Brief History of The Settlement of Anton Zink
by Frank B. Zink
supplemented by Max J. Zink

Anton Zink, farmer from new Germany, son of Xaiver and Theresa Zink, was born in Fautenbach bei Achern , Baden, Germany, May 6, 1846. At the age of fourteen he received permission from his parents to come to America in 1860. He came directly to the farm of his uncle, Alois Glaser (mother’s brother), where he made his home, the present Zink residence in New Germany.

He attended Aley School, located on Kemp Road at that time. Anton Zink was a devout Catholic and a charter member of holy Trinity Church, located on the corner of Fifth and Bainbridge Streets, Dayton, Ohio. This church was built in 1861.

At the age of eighteen he joined Company K, 82nd Regiment of the United States Infantry. He was with the intrepid Sherman on the glorious march to the sea. While in the service he was wounded in the right hip.

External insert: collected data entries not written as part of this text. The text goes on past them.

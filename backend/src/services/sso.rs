//! Citizen portal login

use serde::{Deserialize, Serialize};

use shared::{sanitize_app_id, sanitize_mtoken, validate_sso_credentials};

use crate::error::{AppError, AppResult};
use crate::external::{CitizenProfile, CzpClient};
use crate::services::session::{SessionService, SessionToken};

/// Login request body
#[derive(Debug, Default, Deserialize)]
pub struct LoginInput {
    #[serde(rename = "appId")]
    pub app_id: Option<String>,
    #[serde(rename = "mToken")]
    pub mtoken: Option<String>,
}

/// Successful login
#[derive(Debug, Serialize)]
pub struct LoginResponse {
    pub status: &'static str,
    pub data: CitizenProfile,
    pub session: SessionToken,
}

/// SSO service for citizen portal login
#[derive(Clone)]
pub struct SsoService {
    czp: Option<CzpClient>,
    sessions: SessionService,
}

impl SsoService {
    /// `czp` is `None` when the portal settings are incomplete
    pub fn new(czp: Option<CzpClient>, sessions: SessionService) -> Self {
        Self { czp, sessions }
    }

    /// Sanitize credentials, resolve the profile and open a session
    pub async fn login(&self, input: LoginInput) -> AppResult<LoginResponse> {
        let app_id = sanitize_app_id(input.app_id.as_deref().unwrap_or_default());
        let mtoken = sanitize_mtoken(input.mtoken.as_deref().unwrap_or_default());

        validate_sso_credentials(&app_id, &mtoken).map_err(|msg| AppError::Validation {
            field: if app_id.is_empty() { "appId" } else { "mToken" }.to_string(),
            message: msg.to_string(),
            message_th: "กรุณาระบุ appId และ mToken".to_string(),
        })?;

        let czp = self.czp.as_ref().ok_or_else(|| {
            AppError::Configuration("citizen portal login is not configured".to_string())
        })?;

        tracing::info!(
            app_id_len = app_id.len(),
            mtoken_len = mtoken.len(),
            "Citizen portal login attempt"
        );

        let profile = czp
            .deproc_profile(&app_id, &mtoken)
            .await
            .map_err(login_failure)?;
        let session = self.sessions.issue(&profile.user_id, profile.display_name())?;

        Ok(LoginResponse {
            status: "success",
            data: profile,
            session,
        })
    }
}

/// Upstream portal failures surface to the caller as a failed login
fn login_failure(err: AppError) -> AppError {
    match err {
        AppError::SsoService(reason) => {
            tracing::warn!(reason = %reason, "Citizen portal unavailable during login");
            AppError::Unauthorized {
                message: "Login failed".to_string(),
                message_th: "เข้าสู่ระบบไม่สำเร็จ".to_string(),
            }
        }
        other => other,
    }
}
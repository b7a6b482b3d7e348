//! Common types used across the dashboard

use serde::{Deserialize, Serialize};

/// Supported languages
#[derive(Debug, Clone, Serialize, Deserialize, PartialEq, Eq, Default)]
#[serde(rename_all = "lowercase")]
pub enum Language {
    #[default]
    Thai,
    English,
}

impl Language {
    pub fn code(&self) -> &'static str {
        match self {
            Language::Thai => "th",
            Language::English => "en",
        }
    }

    /// Parse a `lang` query value; anything other than `en` is Thai
    pub fn from_code(code: &str) -> Self {
        if code.trim().eq_ignore_ascii_case("en") {
            Language::English
        } else {
            Language::Thai
        }
    }
}

/// Dropdown entry offered to the dashboard UI
#[derive(Debug, Clone, Serialize, Deserialize, PartialEq, Eq)]
pub struct SelectOption {
    pub label: String,
    pub value: String,
}

impl SelectOption {
    pub fn new(label: impl Into<String>, value: impl Into<String>) -> Self {
        Self {
            label: label.into(),
            value: value.into(),
        }
    }
}

/// Query value that selects the automatic period or slot
pub const AUTO: &str = "AUTO";
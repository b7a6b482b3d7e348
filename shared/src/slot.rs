//! Daily forecast slots and resolution of "now" to a slot

use chrono::{NaiveDate, NaiveDateTime, NaiveTime, Timelike};

use crate::error::DomainError;
use crate::models::DayNight;

/// Slots synthesized for every day
pub const DEFAULT_SLOT_HOURS: [u32; 3] = [7, 13, 19];

/// Validated ascending list of slot hours
#[derive(Debug, Clone, PartialEq, Eq)]
pub struct SlotSchedule {
    hours: Vec<u32>,
}

/// Slot picked for a point in time
#[derive(Debug, Clone, Copy, PartialEq, Eq)]
pub struct ResolvedSlot {
    pub slot: NaiveDateTime,
    pub day_night: DayNight,
}

impl SlotSchedule {
    /// Sorts and deduplicates `hours`; rejects an empty list or hours past 23
    pub fn new(hours: impl IntoIterator<Item = u32>) -> Result<Self, DomainError> {
        let mut hours: Vec<u32> = hours.into_iter().collect();
        if let Some(bad) = hours.iter().find(|h| **h > 23) {
            return Err(DomainError::InvalidSlotHour(*bad));
        }
        hours.sort_unstable();
        hours.dedup();
        if hours.is_empty() {
            return Err(DomainError::EmptySchedule);
        }
        Ok(Self { hours })
    }

    pub fn hours(&self) -> &[u32] {
        &self.hours
    }

    /// Latest slot at or before `at` on the same day, else that day's first slot
    pub fn resolve(&self, at: NaiveDateTime) -> ResolvedSlot {
        let hour = self
            .hours
            .iter()
            .rev()
            .copied()
            .find(|h| *h <= at.hour())
            .unwrap_or(self.hours[0]);

        ResolvedSlot {
            slot: slot_at(at.date(), hour),
            day_night: DayNight::from_hour(hour),
        }
    }

    /// Every slot of `date` in ascending order
    pub fn slots_for_date(&self, date: NaiveDate) -> impl Iterator<Item = NaiveDateTime> + '_ {
        self.hours.iter().map(move |h| slot_at(date, *h))
    }
}

impl Default for SlotSchedule {
    fn default() -> Self {
        Self {
            hours: DEFAULT_SLOT_HOURS.to_vec(),
        }
    }
}

fn slot_at(date: NaiveDate, hour: u32) -> NaiveDateTime {
    // Hours are validated to 0..=23 on construction.
    date.and_time(NaiveTime::from_hms_opt(hour, 0, 0).unwrap_or(NaiveTime::MIN))
}
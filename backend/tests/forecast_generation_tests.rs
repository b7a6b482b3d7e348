//! Forecast generation integration tests
//!
//! Tests for synthesized forecasts including:
//! - Determinism of the seeded generator
//! - Percentage bounds and sky-cover consistency
//! - Per-region field visibility

use chrono::NaiveDate;
use proptest::prelude::*;
use shared::{
    fields::{pick_region_fields, FIELDS_PER_REGION},
    rng::{hash_key, round1, round_half_up},
    FieldKey, ForecastSynthesizer, Region, SeededRng,
};

fn date(y: i32, m: u32, d: u32) -> NaiveDate {
    NaiveDate::from_ymd_opt(y, m, d).unwrap()
}

// ============================================================================
// Unit Tests
// ============================================================================

#[cfg(test)]
mod unit_tests {
    use super::*;

    /// FNV-1a over the UTF-16 code units of the key
    #[test]
    fn test_hash_key_known_values() {
        assert_eq!(hash_key(""), 0x811c9dc5);
        assert_eq!(hash_key("a"), 0xe40c292c);
        assert_eq!(hash_key("fields:ภาคกลาง"), 0x3efd494d);
    }

    #[test]
    fn test_rng_stream_repeats_for_same_key() {
        let mut a = SeededRng::from_key("ภาคกลาง|2025-11-01|7");
        let mut b = SeededRng::from_key("ภาคกลาง|2025-11-01|7");
        for _ in 0..32 {
            assert_eq!(a.next_f64(), b.next_f64());
        }
    }

    #[test]
    fn test_rounding_helpers() {
        assert_eq!(round_half_up(2.5), 3.0);
        assert_eq!(round_half_up(-2.5), -2.0);
        assert_eq!(round1(27.25), 27.3);
    }

    /// The central region's field set is a regression fixture
    #[test]
    fn test_central_field_set_is_stable() {
        let first = pick_region_fields(Region::Central);
        for _ in 0..10 {
            assert_eq!(pick_region_fields(Region::Central), first);
        }
        assert_eq!(first.len(), FIELDS_PER_REGION);
        assert!(first.has_weather_condition());

        let expected = [
            FieldKey::PartlyCloudyPct,
            FieldKey::CloudyPct,
            FieldKey::RainPct,
            FieldKey::FogPct,
            FieldKey::MaxTempC,
            FieldKey::NearbyAreas,
        ];
        for key in expected {
            assert!(first.contains(key), "missing {}", key.as_str());
        }
    }

    #[test]
    fn test_cached_fields_match_fresh_pick() {
        for region in Region::ALL {
            assert_eq!(shared::region_fields(region), &pick_region_fields(region));
        }
    }

    #[test]
    fn test_full_window_is_reproducible() {
        let synth = ForecastSynthesizer::new();
        let first: Vec<_> = date(2025, 11, 1)
            .iter_days()
            .take(5)
            .flat_map(|d| Region::ALL.map(|r| synth.synthesize(r, d, 13).unwrap()))
            .collect();
        let second: Vec<_> = date(2025, 11, 1)
            .iter_days()
            .take(5)
            .flat_map(|d| Region::ALL.map(|r| synth.synthesize(r, d, 13).unwrap()))
            .collect();
        assert_eq!(first, second);
    }
}

// ============================================================================
// Property-Based Tests
// ============================================================================

#[cfg(test)]
mod property_tests {
    use super::*;

    fn region_strategy() -> impl Strategy<Value = Region> {
        prop::sample::select(Region::ALL.to_vec())
    }

    fn date_strategy() -> impl Strategy<Value = NaiveDate> {
        (0i64..730).prop_map(|offset| date(2025, 1, 1) + chrono::Duration::days(offset))
    }

    fn hour_strategy() -> impl Strategy<Value = u32> {
        0u32..24
    }

    proptest! {
        #![proptest_config(ProptestConfig::with_cases(200))]

        /// Same inputs always give the same record
        #[test]
        fn prop_synthesis_is_deterministic(
            region in region_strategy(),
            day in date_strategy(),
            hour in hour_strategy()
        ) {
            let synth = ForecastSynthesizer::new();
            let a = synth.synthesize(region, day, hour).unwrap();
            let b = synth.synthesize(region, day, hour).unwrap();
            prop_assert_eq!(a, b);
        }

        /// Every percentage present lies in [0, 100]
        #[test]
        fn prop_percentages_bounded(
            region in region_strategy(),
            day in date_strategy(),
            hour in hour_strategy()
        ) {
            let record = ForecastSynthesizer::new().synthesize(region, day, hour).unwrap();
            for key in FieldKey::ALL {
                if let Some(pct) = record.percentage(key) {
                    prop_assert!((0..=100).contains(&pct), "{:?} = {}", key, pct);
                }
            }
        }

        /// Clear, partly cloudy and cloudy never exceed the whole sky
        #[test]
        fn prop_sky_cover_within_whole(
            region in region_strategy(),
            day in date_strategy(),
            hour in hour_strategy()
        ) {
            let record = ForecastSynthesizer::new().synthesize(region, day, hour).unwrap();
            let total: i32 = [record.clear_pct, record.partly_cloudy_pct, record.cloudy_pct]
                .into_iter()
                .flatten()
                .sum();
            prop_assert!(total <= 100);
        }

        /// Only fields visible for the region are populated
        #[test]
        fn prop_hidden_fields_are_absent(
            region in region_strategy(),
            day in date_strategy(),
            hour in hour_strategy()
        ) {
            let record = ForecastSynthesizer::new().synthesize(region, day, hour).unwrap();
            let fields = shared::region_fields(region);
            for key in FieldKey::ALL {
                if !fields.contains(key) {
                    prop_assert!(!record.has_field(key), "{:?} should be hidden", key);
                }
            }
        }

        /// Maximum temperature is never below the minimum
        #[test]
        fn prop_max_not_below_min(
            region in region_strategy(),
            day in date_strategy(),
            hour in hour_strategy()
        ) {
            let record = ForecastSynthesizer::new().synthesize(region, day, hour).unwrap();
            if let (Some(max), Some(min)) = (record.max_temperature_c, record.min_temperature_c) {
                prop_assert!(max >= min);
            }
        }

        /// Unit draws stay in [0, 1)
        #[test]
        fn prop_rng_unit_interval(seed in any::<u32>()) {
            let mut rng = SeededRng::new(seed);
            for _ in 0..16 {
                let x = rng.next_f64();
                prop_assert!((0.0..1.0).contains(&x));
            }
        }
    }
}
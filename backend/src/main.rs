//! Regional Weather Dashboard - Backend Server

use sqlx::postgres::PgPoolOptions;
use std::{net::SocketAddr, time::Duration};

use weather_dashboard_backend::{create_app, init_tracing, AppState, Config};

#[tokio::main]
async fn main() -> anyhow::Result<()> {
    // Load configuration
    dotenvy::dotenv().ok();
    let config = Config::load()?;

    init_tracing(&config.logging);

    tracing::info!("Starting Regional Weather Dashboard Server");
    tracing::info!("Environment: {}", config.environment);

    // Create database connection pool
    tracing::info!("Connecting to database...");
    let db_pool = PgPoolOptions::new()
        .max_connections(config.database.max_connections)
        .min_connections(config.database.min_connections)
        .acquire_timeout(Duration::from_secs(30))
        .connect(&config.database.url)
        .await?;

    tracing::info!("Database connection established");

    // Run migrations in development
    if config.environment == "development" {
        tracing::info!("Running database migrations...");
        sqlx::migrate!("./migrations").run(&db_pool).await?;
        tracing::info!("Migrations completed");
    }

    let host: std::net::IpAddr = config.server.host.parse()?;
    let addr = SocketAddr::new(host, config.server.port);

    let state = AppState::new(db_pool, config)?;
    let app = create_app(state);

    tracing::info!("Listening on {}", addr);
    let listener = tokio::net::TcpListener::bind(addr).await?;
    axum::serve(listener, app).await?;

    Ok(())
}
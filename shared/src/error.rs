//! Domain errors for the forecast core

use thiserror::Error;

#[derive(Error, Debug, Clone, PartialEq, Eq)]
pub enum DomainError {
    #[error("Unknown region: {0}")]
    UnknownRegion(String),

    #[error("Invalid {field}: {value}")]
    InvalidValue { field: &'static str, value: String },

    #[error("Invalid month '{0}', expected YYYY-MM")]
    InvalidMonth(String),

    #[error("Slot hour {0} is outside 0-23")]
    InvalidSlotHour(u32),

    #[error("Slot schedule must contain at least one hour")]
    EmptySchedule,

    #[error("Province table is empty but nearby areas are required")]
    EmptyProvinceTable,
}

Being adventurous, he took a trip west in the hope of taking up a claim of land from the United States Government, but finding nothing to suit him, he returned to his uncle’s farm to manage it for him in his old age.

In 1876 he took another trip to Germany, and deciding America was the most wonderful country to make a home, he introduced his future bride, Anna Ketterer (born August 10, 1858), daughter of Burgomeister of Fautenbach, Germany, to come to America, after which they were married in Holy Trinity Church, February 13, 1877. His uncle built a home for him on his farm, where they lived a long and happy life.

In 1881 he bought fifty acres of land which he farmed in addition to his uncle’s one hundred and fifty acres of land. He was the father of ten children: Christine, Alois, Karl, Anthony, Herman (died in infancy), Louise, Otto, Theodore, Frank, and Max.

In 1910 he bought the McLain Smith farm of one hundred and one acres in Bath Township, adjoining his farm. He died at the age of 82 years, 8 months, on January 3, 1929. Anna, his beloved wife for 50+ years, died twenty-two months later November 2, 1930.